→ HOW TO COMPLETE THIS TASK
Between the line containing "protocol handler itself" and the line containing "fn from(event: Event)" lies a run of lines; give that run again exactly, with both of those lines, and nothing else from the entries below.

▼

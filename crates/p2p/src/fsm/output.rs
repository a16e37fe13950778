//! Protocol output capabilities.
//!
//! Sub-protocol managers don't touch sockets; they hold a clone of the
//! [`Outbox`] and describe what should happen — a message to a peer, a
//! dial, a drop, a wakeup — as [`Io`] instructions the reactor executes.
//!
//! Only the bookkeeping messages (handshake, keepalive, addresses) go
//! through the [`Wire`] trait; squeak domain messages are queued by the
//! protocol handler itself via [`Outbox::message`].
use std::sync::{Arc, Mutex};
use std::{collections::VecDeque, net};

use tracing::debug;

use sqk_types::network::Network;
use sqk_types::{NetworkMessage, RawNetworkMessage};

use crate::{
    fsm::handler::{DisconnectReason, PeerId},
    fsm::Event,
    net::LocalDuration,
};
use bitcoin::{network::address::Address, network::message_network::VersionMessage};

/// Output of a state transition of the `Protocol` state machine.
pub type Io = crate::net::Io<RawNetworkMessage, Event, DisconnectReason>;

impl From<Event> for Io {
    fn from(event: Event) -> Self {
        Io::Event(event)
    }
}

/// Everything a sub-protocol manager can ask of the network: bookkeeping
/// messages, connection control, timers and events.
pub trait Wire<E> {
    /// Emit an event.
    fn event(&self, event: E);

    /// Dial a peer, giving up after `timeout`.
    fn connect(&self, addr: net::SocketAddr, timeout: LocalDuration);

    /// Drop a peer.
    fn disconnect(&self, addr: net::SocketAddr, reason: DisconnectReason);

    /// Ask to be woken up in a predefined amount of time.
    fn set_timer(&self, duration: LocalDuration);

    /// Send a `version` message.
    fn version(&mut self, addr: PeerId, msg: VersionMessage);

    /// Send a `verack` message.
    fn verack(&mut self, addr: PeerId);

    /// Send a `ping` message.
    fn ping(&mut self, addr: PeerId, nonce: u64);

    /// Send a `pong` message.
    fn pong(&mut self, addr: PeerId, nonce: u64);

    /// Send a `getaddr` message.
    fn get_addr(&mut self, addr: PeerId);

    /// Send an `addr` message.
    fn addr(&mut self, addr: PeerId, addrs: Vec<(u32, Address)>);
}

/// Queue of pending [`Io`] instructions, drained by the reactor after every
/// state transition. Clones share the queue, so each manager holds its own
/// copy.
#[derive(Debug, Clone)]
pub struct Outbox {
    /// Squeak network, for stamping outgoing messages with the right magic.
    network: Network,
    queue: Arc<Mutex<VecDeque<Io>>>,
}

impl Iterator for Outbox {
    type Item = Io;

    /// Get the next pending instruction.
    fn next(&mut self) -> Option<Io> {
        self.queue.lock().unwrap().pop_front()
    }
}

impl Outbox {
    /// Create a new outbox for the given network.
    pub fn new(network: Network) -> Self {
        Self {
            network,
            queue: Arc::new(Mutex::new(VecDeque::new())),
        }
    }

    /// Queue an instruction.
    pub fn push(&self, output: Io) {
        self.queue.lock().unwrap().push_back(output);
    }

    /// Queue a message to the given peer.
    pub fn message(&mut self, addr: PeerId, payload: NetworkMessage) {
        debug!(target: "p2p", "Sending {:?} to {}", payload.cmd(), addr);

        self.push(Io::Write(
            addr,
            RawNetworkMessage {
                magic: self.network.magic(),
                payload,
            },
        ));
    }

    /// Queue an event.
    pub fn event(&self, event: Event) {
        self.push(Io::Event(event));
    }
}

impl<E: Into<Event> + std::fmt::Display> Wire<E> for Outbox {
    fn event(&self, event: E) {
        debug!(target: "p2p", "{}", &event);
        self.event(event.into());
    }

    fn connect(&self, addr: net::SocketAddr, timeout: LocalDuration) {
        self.push(Io::Connect(addr));
        self.push(Io::SetTimer(timeout));
    }

    fn disconnect(&self, addr: net::SocketAddr, reason: DisconnectReason) {
        debug!(target: "p2p", "Disconnecting from {}: {}", addr, reason);

        self.push(Io::Disconnect(addr, reason));
    }

    fn set_timer(&self, duration: LocalDuration) {
        self.push(Io::SetTimer(duration));
    }

    fn version(&mut self, addr: PeerId, msg: VersionMessage) {
        self.message(addr, NetworkMessage::Version(msg));
    }

    fn verack(&mut self, addr: PeerId) {
        self.message(addr, NetworkMessage::Verack);
    }

    fn ping(&mut self, addr: PeerId, nonce: u64) {
        self.message(addr, NetworkMessage::Ping(nonce));
    }

    fn pong(&mut self, addr: PeerId, nonce: u64) {
        self.message(addr, NetworkMessage::Pong(nonce));
    }

    fn get_addr(&mut self, addr: PeerId) {
        self.message(addr, NetworkMessage::GetAddr);
    }

    fn addr(&mut self, addr: PeerId, addrs: Vec<(u32, Address)>) {
        self.message(addr, NetworkMessage::Addr(addrs));
    }
}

▲

→ ANSWER SPACE
//! protocol handler itself via [`Outbox::message`].
use std::sync::{Arc, Mutex};
use std::{collections::VecDeque, net};

use tracing::debug;

use sqk_types::network::Network;
use sqk_types::{NetworkMessage, RawNetworkMessage};

use crate::{
    fsm::handler::{DisconnectReason, PeerId},
    fsm::Event,
    net::LocalDuration,
};
use bitcoin::{network::address::Address, network::message_network::VersionMessage};

/// Output of a state transition of the `Protocol` state machine.
pub type Io = crate::net::Io<RawNetworkMessage, Event, DisconnectReason>;

impl From<Event> for Io {
    fn from(event: Event) -> Self {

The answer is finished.